Sentiment Analysis as a supervised learning problem
Rapidminer provides multiple ways to do sentiment analysis. A very commonly used and powerful solution for sentiment analysis is training a model based on historical information or training set and then building a predictive model using that. Historical information may be available if in the past certain content was manually coded into different sentiment values. If not one will have to do a preparation step where a good sample should be manually classified as positive or negative sentiment. This is a one time effort and having a good training set will lead to better models and better predictions.
Please use this example along with the provided sample process (Attached as a zip file with this article)
An example of training set we will use today is as seen below. (It is also attached in the zip file attached with this article)
The process to build a model using this would involve at least following operators
- Read Excel (To read the sample data)
- Nominal to text (To specify which column is a text column, since Rapidminer "Process Documents..." Operators work only on text data
- Process Documents from Data (This is the meta process for most text processing capabilities)
- Tokenize (This will be used to tokenize the content into words, n grams etc as needed)
The actual process will look like this for the processing of training text
Inside the "Process Documents from Data' operator we will have one step for the basic process, i.e Tokenize
We will later on work on improviing this sub process if needed.
The output of "Process Documents from Data" will be your tokenized exampleset as well as a wordlist.
Now we can build a cross validation step using our "Tokenized example set". We will also need to add the "Set Role" operator to specify our Label (i.e target) variable.
The process should look something like this.

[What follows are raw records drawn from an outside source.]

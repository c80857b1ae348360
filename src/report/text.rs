use crate::report::{ReportContext, format_f64_6, render_aligned};

pub fn render_score_report(ctx: &ReportContext) -> String {
    let score = &ctx.score;
    let mut out = String::new();

    out.push_str(&format!(
        "The run control score is {}.\n",
        format_f64_6(score.score)
    ));
    out.push_str(&format!(
        "{} sample positions out of {} selected positions are present.\n",
        score.valid_sample_points, score.training_points
    ));
    if score.score < 1.0 {
        out.push_str("WARNING, run control score is below 1.\n");
    }

    out.push_str(
        "\nMean and standard deviation of mutation frequencies in the training dataset \
         followed by the mutation frequencies in the current sample.\n\n",
    );
    out.push_str(&render_aligned(&ctx.table));
    out
}
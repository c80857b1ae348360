use std::collections::{BTreeMap, BTreeSet};
use std::path::PathBuf;

use crate::model::nucleotide::Nucleotide;
use crate::model::wide::WideRow;

/// Outer join of the per-file wide tables on position.
///
/// `rows[pos][i]` holds the cells of training file `i`; a file that never
/// reported the position contributes an all-missing row. Column `X_i` of the
/// joined table is code `X` of file `i`.
#[derive(Debug, Clone, Default)]
pub struct PopulationMatrix {
    pub files: Vec<PathBuf>,
    pub rows: BTreeMap<i64, Vec<WideRow>>,
}

impl PopulationMatrix {
    pub fn n_files(&self) -> usize {
        self.files.len()
    }

    pub fn n_positions(&self) -> usize {
        self.rows.len()
    }

    /// Distinct `code_fileindex` columns with at least one value.
    pub fn n_columns(&self) -> usize {
        let mut columns = BTreeSet::new();
        for cells in self.rows.values() {
            for (file_idx, row) in cells.iter().enumerate() {
                for nt in Nucleotide::ALL {
                    if row.get(nt).is_some() {
                        columns.insert((nt.code(), file_idx));
                    }
                }
                for code in row.extra.keys() {
                    columns.insert((*code, file_idx));
                }
            }
        }
        columns.len()
    }

    pub fn present_cells(cells: &[WideRow]) -> usize {
        cells.iter().map(WideRow::present_cells).sum()
    }

    /// Values of one channel across all files at a position.
    pub fn channel_values(
        cells: &[WideRow],
        nt: Nucleotide,
    ) -> impl Iterator<Item = Option<f64>> + '_ {
        cells.iter().map(move |row| row.get(nt))
    }
}
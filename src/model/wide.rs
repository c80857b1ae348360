use std::collections::BTreeMap;

use crate::model::nucleotide::Nucleotide;

/// Frequencies observed at one position. `None` means the channel was not
/// reported at all, which is distinct from a frequency of zero.
#[derive(Debug, Clone, Default, PartialEq)]
pub struct WideRow {
    pub channels: [Option<f64>; 4],
    pub extra: BTreeMap<char, f64>,
}

impl WideRow {
    pub fn get(&self, nt: Nucleotide) -> Option<f64> {
        self.channels[nt.index()]
    }

    /// Number of non-missing cells, extra codes included.
    pub fn present_cells(&self) -> usize {
        self.channels.iter().filter(|v| v.is_some()).count() + self.extra.len()
    }

    pub fn add(&mut self, code: char, freq: f64) {
        let slot = match Nucleotide::from_code(code) {
            Some(nt) => &mut self.channels[nt.index()],
            None => {
                *self.extra.entry(code).or_insert(0.0) += freq;
                return;
            }
        };
        *slot = Some(slot.unwrap_or(0.0) + freq);
    }
}

#[derive(Debug, Clone, Default, PartialEq)]
pub struct WideTable {
    pub rows: BTreeMap<i64, WideRow>,
}

impl WideTable {
    pub fn len(&self) -> usize {
        self.rows.len()
    }

    pub fn get(&self, pos: i64) -> Option<&WideRow> {
        self.rows.get(&pos)
    }

    /// Extra (non-ACGT) codes seen anywhere in the table, sorted.
    pub fn extra_codes(&self) -> Vec<char> {
        let mut codes = std::collections::BTreeSet::new();
        for row in self.rows.values() {
            codes.extend(row.extra.keys().copied());
        }
        codes.into_iter().collect()
    }

    pub fn restrict_to<F>(&self, mut keep: F) -> WideTable
    where
        F: FnMut(i64) -> bool,
    {
        WideTable {
            rows: self
                .rows
                .iter()
                .filter(|(pos, _)| keep(**pos))
                .map(|(pos, row)| (*pos, row.clone()))
                .collect(),
        }
    }
}
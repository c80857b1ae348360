mod config;
mod error;
mod input;
mod logging;
mod model;
mod pipeline;
mod report;

use std::ffi::OsString;
use std::io::{self, Write};
use std::path::{Path, PathBuf};

use clap::{Arg, ArgAction, CommandFactory, Parser};

use crate::config::{LOG_FILE_NAME, RunConfig};
use crate::error::Result;
use crate::pipeline::stage3_population::run_stage3;
use crate::pipeline::stage4_reference::run_stage4;
use crate::pipeline::stage5_score::{SampleScore, run_stage5};
use crate::pipeline::stage6_report::run_stage6;
use crate::report::json::{ScoreSummary, render_summary_json};

/// Run control score of an NGS sample against the training population.
#[derive(Debug, Parser)]
#[command(
    name = "runControl",
    version,
    disable_version_flag = true,
    arg(Arg::new("version")
        .short('v')
        .long("version")
        .action(ArgAction::Version)
        .help("Print version"))
)]
struct Cli {
    /// input reads in csv format
    #[arg(short = 'f', long = "csv", value_name = "CSV", help_heading = "Input file")]
    csv: PathBuf,
}

fn main() {
    let args: Vec<OsString> = std::env::args_os().collect();
    if wants_help(&args) {
        if let Err(err) = print_usage(&mut io::stdout().lock()) {
            eprintln!("{err}");
            std::process::exit(1);
        }
        return;
    }
    let cli = Cli::parse_from(&args);

    logging::init_logging(Path::new(LOG_FILE_NAME));
    tracing::info!(
        "{}",
        args.iter()
            .map(|a| a.to_string_lossy())
            .collect::<Vec<_>>()
            .join(" ")
    );

    if let Err(err) = run(cli) {
        tracing::error!("{err}");
        eprintln!("{err}");
        std::process::exit(1);
    }
}

/// A bare invocation prints help and succeeds.
fn wants_help(args: &[OsString]) -> bool {
    args.len() <= 1
}

fn print_usage(out: &mut impl Write) -> io::Result<()> {
    Cli::command().write_help(out)?;
    writeln!(out)
}

fn run(cli: Cli) -> Result<()> {
    let config = RunConfig::resolve(cli.csv)?;
    let score = score_run(&config)?;
    if score.score < 1.0 {
        tracing::warn!("run control score {:.6} is below 1", score.score);
    }
    println!("The run control score is {:.6}.", score.score);
    Ok(())
}

/// Training directory and sample in, report file and score out.
fn score_run(config: &RunConfig) -> Result<SampleScore> {
    let thresholds = &config.thresholds;
    let stage3 = run_stage3(&config.training_dir, None, thresholds)?;
    let stage4 = run_stage4(&stage3.matrix, thresholds)?;
    let stage5 = run_stage5(&config.sample_path, &stage4.reference, thresholds)?;
    run_stage6(&config.report_path, &stage4.reference, &stage5)?;

    let summary = ScoreSummary {
        tool: "kira-runcontrol",
        version: env!("CARGO_PKG_VERSION"),
        sample: config.sample_path.display().to_string(),
        training_dir: config.training_dir.display().to_string(),
        training_files: stage3.matrix.n_files(),
        population_positions: stage3.n_positions_joined,
        reference_filters: stage4.counts,
        score: stage5.score,
    };
    tracing::info!(summary = %render_summary_json(&summary), "run complete");

    Ok(stage5.score)
}

#[cfg(test)]
#[path = "../tests/src_inline/main_inline.rs"]
mod tests;
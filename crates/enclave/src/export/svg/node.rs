//! Node painting: boundaries, shapes, sprites, text, and raw content.

use svg::node::{Blob, element as svg_element};

use enclave_core::{
    draw::{LayeredOutput, RenderLayer, SvgNode},
    geometry::Rect,
    scene::{BoundaryNode, RawNode, ShapeKind, ShapeNode, SpriteNode, TextNode},
};

use super::{Svg, fill_or_none, resolve_color};

const FRAME_STROKE: &str = "#94a3b8";
const SHAPE_STROKE: &str = "#334155";
const TEXT_FILL: &str = "#0f172a";
const TITLE_FONT_SIZE: f32 = 12.0;
const DEFAULT_FONT_SIZE: f32 = 14.0;

impl Svg<'_> {
    /// A boundary becomes its own group: frame, title, then everything
    /// painted in its container. The group carries the containment
    /// attribute when the boundary needs containment.
    pub(super) fn render_boundary(&self, boundary: &BoundaryNode, rect: Rect) -> SvgNode {
        let mut output = LayeredOutput::new();

        let radius = boundary
            .radius
            .unwrap_or_else(|| self.config.style().border_radius());
        let frame = rect_element(rect)
            .set("rx", radius)
            .set("fill", fill_or_none(boundary.fill.as_deref(), &boundary.id))
            .set(
                "stroke",
                &resolve_color(boundary.stroke.as_deref(), FRAME_STROKE, &boundary.id),
            )
            .set("stroke-dasharray", "6 4");
        output.add_to_layer(RenderLayer::Frame, Box::new(frame));

        if let Some(title) = &boundary.title {
            let text = svg_element::Text::new(title.as_str())
                .set("x", rect.x() + radius.max(4.0))
                .set("y", rect.y() + TITLE_FONT_SIZE + 4.0)
                .set("font-size", TITLE_FONT_SIZE)
                .set("font-weight", "bold")
                .set("fill", FRAME_STROKE);
            output.add_to_layer(RenderLayer::Label, Box::new(text));
        }

        output.merge(self.render_container(Some(boundary.id.as_str())));

        let mut group = svg_element::Group::new()
            .set("id", boundary.id.as_str())
            .set("data-kind", "boundary");
        if let Some((name, reference)) = self.containment_attribute(&boundary.id) {
            group = group.set(name, reference);
        }

        Box::new(
            output
                .render()
                .into_iter()
                .fold(group, |group, node| group.add(node)),
        )
    }

    pub(super) fn render_shape(&self, shape: &ShapeNode, rect: Rect) -> SvgNode {
        let fill = fill_or_none(shape.fill.as_deref(), &shape.id);
        let stroke = resolve_color(shape.stroke.as_deref(), SHAPE_STROKE, &shape.id);

        match shape.shape {
            ShapeKind::Rect => Box::new(
                rect_element(rect)
                    .set("id", shape.id.as_str())
                    .set("rx", shape.radius.unwrap_or(0.0))
                    .set("fill", fill)
                    .set("stroke", &stroke),
            ),
            ShapeKind::Ellipse => {
                let center = rect.center();
                Box::new(
                    svg_element::Ellipse::new()
                        .set("id", shape.id.as_str())
                        .set("cx", center.x())
                        .set("cy", center.y())
                        .set("rx", (rect.width() / 2.0).max(0.0))
                        .set("ry", (rect.height() / 2.0).max(0.0))
                        .set("fill", fill)
                        .set("stroke", &stroke),
                )
            }
        }
    }

    /// Sprites reference symbols supplied outside the scene.
    pub(super) fn render_sprite(&self, sprite: &SpriteNode, rect: Rect) -> SvgNode {
        Box::new(
            svg_element::Use::new()
                .set("id", sprite.id.as_str())
                .set("href", format!("#{}", sprite.symbol))
                .set("x", rect.x())
                .set("y", rect.y())
                .set("width", rect.width().max(0.0))
                .set("height", rect.height().max(0.0)),
        )
    }

    pub(super) fn render_text(&self, text: &TextNode, rect: Rect) -> SvgNode {
        let font_size = text.font_size.unwrap_or(DEFAULT_FONT_SIZE);
        Box::new(
            svg_element::Text::new(text.content.as_str())
                .set("id", text.id.as_str())
                .set("x", rect.x())
                .set("y", rect.y() + font_size)
                .set("font-size", font_size)
                .set(
                    "fill",
                    &resolve_color(text.fill.as_deref(), TEXT_FILL, &text.id),
                ),
        )
    }

    /// Raw content is emitted verbatim inside a translated group.
    pub(super) fn render_raw(&self, raw: &RawNode, rect: Rect) -> SvgNode {
        Box::new(
            svg_element::Group::new()
                .set("id", raw.id.as_str())
                .set("data-kind", "raw-content")
                .set("transform", format!("translate({}, {})", rect.x(), rect.y()))
                .add(Blob::new(raw.content.as_str())),
        )
    }
}

/// A `<rect>` covering `rect`, with negative extents clamped to zero.
fn rect_element(rect: Rect) -> svg_element::Rectangle {
    svg_element::Rectangle::new()
        .set("x", rect.x())
        .set("y", rect.y())
        .set("width", rect.width().max(0.0))
        .set("height", rect.height().max(0.0))
}
//! Machine-readable containment diagnostics.
//!
//! A [`Diagnostic`] describes one geometry violation found while enforcing a
//! scene. Violations are data, never Rust errors: a badly broken scene simply
//! yields many diagnostics.
//!
//! # Example
//!
//! ```
//! # use enclave_core::diagnostic::{Actual, Diagnostic, DiagnosticCode, SuggestedFix};
//! # use enclave_core::geometry::{Point, Rect};
//! let diag = Diagnostic::error(DiagnosticCode::OutOfBounds, "db", "node `db` overflows `vpc`")
//!     .with_boundary("vpc")
//!     .with_actual(Actual::Rect(Rect::new(150.0, 80.0, 100.0, 50.0)))
//!     .with_suggested_fix(SuggestedFix::move_to(Point::new(100.0, 50.0)));
//!
//! assert_eq!(diag.to_string(), "error[OUT_OF_BOUNDS]: node `db` overflows `vpc`");
//! ```

use std::fmt;

use serde::{Deserialize, Serialize};

use crate::geometry::{Point, Rect, Size};

/// The kind of violation a diagnostic reports.
#[derive(Debug, Clone, Copy, PartialEq, Eq, Hash, Serialize, Deserialize)]
#[serde(rename_all = "SCREAMING_SNAKE_CASE")]
pub enum DiagnosticCode {
    /// A node's rectangle escapes its enclosing boundary.
    OutOfBounds,
    /// A node declares a negative width or height.
    NegSize,
    /// A port's attachment point escapes its host's boundary.
    PortOutside,
    /// A connector crosses the edge of a boundary that enforces nothing.
    ConnectorLeak,
}

impl DiagnosticCode {
    pub fn as_str(&self) -> &'static str {
        match self {
            Self::OutOfBounds => "OUT_OF_BOUNDS",
            Self::NegSize => "NEG_SIZE",
            Self::PortOutside => "PORT_OUTSIDE",
            Self::ConnectorLeak => "CONNECTOR_LEAK",
        }
    }
}

impl fmt::Display for DiagnosticCode {
    fn fmt(&self, f: &mut fmt::Formatter<'_>) -> fmt::Result {
        f.write_str(self.as_str())
    }
}

/// The severity level of a diagnostic.
///
/// - [`Severity::Error`] marks a strict-mode violation or an escaping port
/// - [`Severity::Warning`] marks a loose-mode violation that was left in place
#[derive(Debug, Clone, Copy, PartialEq, Eq, Hash, Serialize, Deserialize)]
#[serde(rename_all = "lowercase")]
pub enum Severity {
    Error,
    Warning,
}

impl Severity {
    /// Returns `true` if this is an error severity.
    pub fn is_error(&self) -> bool {
        matches!(self, Severity::Error)
    }

    /// Returns `true` if this is a warning severity.
    pub fn is_warning(&self) -> bool {
        matches!(self, Severity::Warning)
    }
}

impl fmt::Display for Severity {
    fn fmt(&self, f: &mut fmt::Formatter<'_>) -> fmt::Result {
        match self {
            Severity::Error => write!(f, "error"),
            Severity::Warning => write!(f, "warning"),
        }
    }
}

/// The offending geometry recorded on a diagnostic.
#[derive(Debug, Clone, Copy, PartialEq, Serialize, Deserialize)]
#[serde(untagged)]
pub enum Actual {
    Rect(Rect),
    Point(Point),
    Size(Size),
}

/// A correction the engine computed while detecting the violation.
///
/// `at` is expressed in the node's local coordinates (relative to its parent
/// origin), so it can be written straight back to the node.
#[derive(Debug, Clone, Copy, Default, PartialEq, Serialize, Deserialize)]
#[serde(rename_all = "camelCase")]
pub struct SuggestedFix {
    #[serde(default, skip_serializing_if = "Option::is_none")]
    pub at: Option<Point>,
    #[serde(default, skip_serializing_if = "Option::is_none")]
    pub size: Option<Size>,
}

impl SuggestedFix {
    pub fn move_to(at: Point) -> Self {
        Self {
            at: Some(at),
            size: None,
        }
    }

    pub fn resize_to(size: Size) -> Self {
        Self {
            at: None,
            size: Some(size),
        }
    }
}

/// A single containment or geometry violation.
#[derive(Debug, Clone, PartialEq, Serialize, Deserialize)]
#[serde(rename_all = "camelCase")]
pub struct Diagnostic {
    code: DiagnosticCode,
    node_id: String,
    #[serde(default, skip_serializing_if = "Option::is_none")]
    boundary_id: Option<String>,
    severity: Severity,
    message: String,
    #[serde(default, skip_serializing_if = "Option::is_none")]
    actual: Option<Actual>,
    #[serde(default, skip_serializing_if = "Option::is_none")]
    suggested_fix: Option<SuggestedFix>,
}

impl Diagnostic {
    /// Create an error diagnostic.
    pub fn error(
        code: DiagnosticCode,
        node_id: impl Into<String>,
        message: impl Into<String>,
    ) -> Self {
        Self::new(code, Severity::Error, node_id, message)
    }

    /// Create a warning diagnostic.
    pub fn warning(
        code: DiagnosticCode,
        node_id: impl Into<String>,
        message: impl Into<String>,
    ) -> Self {
        Self::new(code, Severity::Warning, node_id, message)
    }

    /// Create a diagnostic with an explicit severity.
    pub fn new(
        code: DiagnosticCode,
        severity: Severity,
        node_id: impl Into<String>,
        message: impl Into<String>,
    ) -> Self {
        Self {
            code,
            node_id: node_id.into(),
            boundary_id: None,
            severity,
            message: message.into(),
            actual: None,
            suggested_fix: None,
        }
    }

    pub fn code(&self) -> DiagnosticCode {
        self.code
    }

    pub fn node_id(&self) -> &str {
        &self.node_id
    }

    pub fn boundary_id(&self) -> Option<&str> {
        self.boundary_id.as_deref()
    }

    pub fn severity(&self) -> Severity {
        self.severity
    }

    pub fn message(&self) -> &str {
        &self.message
    }

    pub fn actual(&self) -> Option<Actual> {
        self.actual
    }

    pub fn suggested_fix(&self) -> Option<SuggestedFix> {
        self.suggested_fix
    }

    /// Set the boundary the violation was measured against.
    pub fn with_boundary(mut self, boundary_id: impl Into<String>) -> Self {
        self.boundary_id = Some(boundary_id.into());
        self
    }

    /// Record the offending geometry.
    pub fn with_actual(mut self, actual: Actual) -> Self {
        self.actual = Some(actual);
        self
    }

    /// Attach the computed correction.
    pub fn with_suggested_fix(mut self, fix: SuggestedFix) -> Self {
        self.suggested_fix = Some(fix);
        self
    }
}

impl fmt::Display for Diagnostic {
    fn fmt(&self, f: &mut fmt::Formatter<'_>) -> fmt::Result {
        write!(f, "{}[{}]: {}", self.severity, self.code, self.message)
    }
}

/// Error and warning counts over a list of diagnostics.
#[derive(Debug, Clone, Copy, Default, PartialEq, Eq, Serialize, Deserialize)]
pub struct DiagnosticSummary {
    pub errors: usize,
    pub warnings: usize,
}

impl DiagnosticSummary {
    pub fn from_diagnostics(diagnostics: &[Diagnostic]) -> Self {
        diagnostics
            .iter()
            .fold(Self::default(), |mut summary, diag| {
                match diag.severity() {
                    Severity::Error => summary.errors += 1,
                    Severity::Warning => summary.warnings += 1,
                }
                summary
            })
    }

    pub fn has_errors(&self) -> bool {
        self.errors > 0
    }
}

To know more about validation, please look at these links
Inside the validation operator we can use any of the learners. For text mining use cases, Naive Bayes is many times good and fast. You can also try SVM or Neural Nets but that increases the computational complexity of the solution.
The validation step provides the model as well as information of performance of the model. "mod" provides the model and "ave" provides the performance.
In our case for the basic example when using Naive Bayes our accuracy confusion matrix looks like
When using SVM our confusion matrix looks like
We will explore in a later article on how to improve on text processing. But for now lets assume this a good model.
Now to use this predictive model we will basically do similar process on the actual data set and then apply the model on the tokenized dataset.
One addtional step we need to do is, pass the wordlist from the training "Process Document from Data" operator to the scoring "Process Document from Data"
You process will look something like this.
The output from the Apply model will have three special columns. as seen the screen shot below
Prediction(Sentiment) - Actual class
You can then add additonal text processing operators as needed in your use case to improve on your model
A sample detailed "Process Documents from data" with more pre processing will look something like below.
Please ensure that you do the same steps on the scoring side to get correct results. Using Building Blocks is helpful here.
Thanks for the tutorial. Very helpfull (y)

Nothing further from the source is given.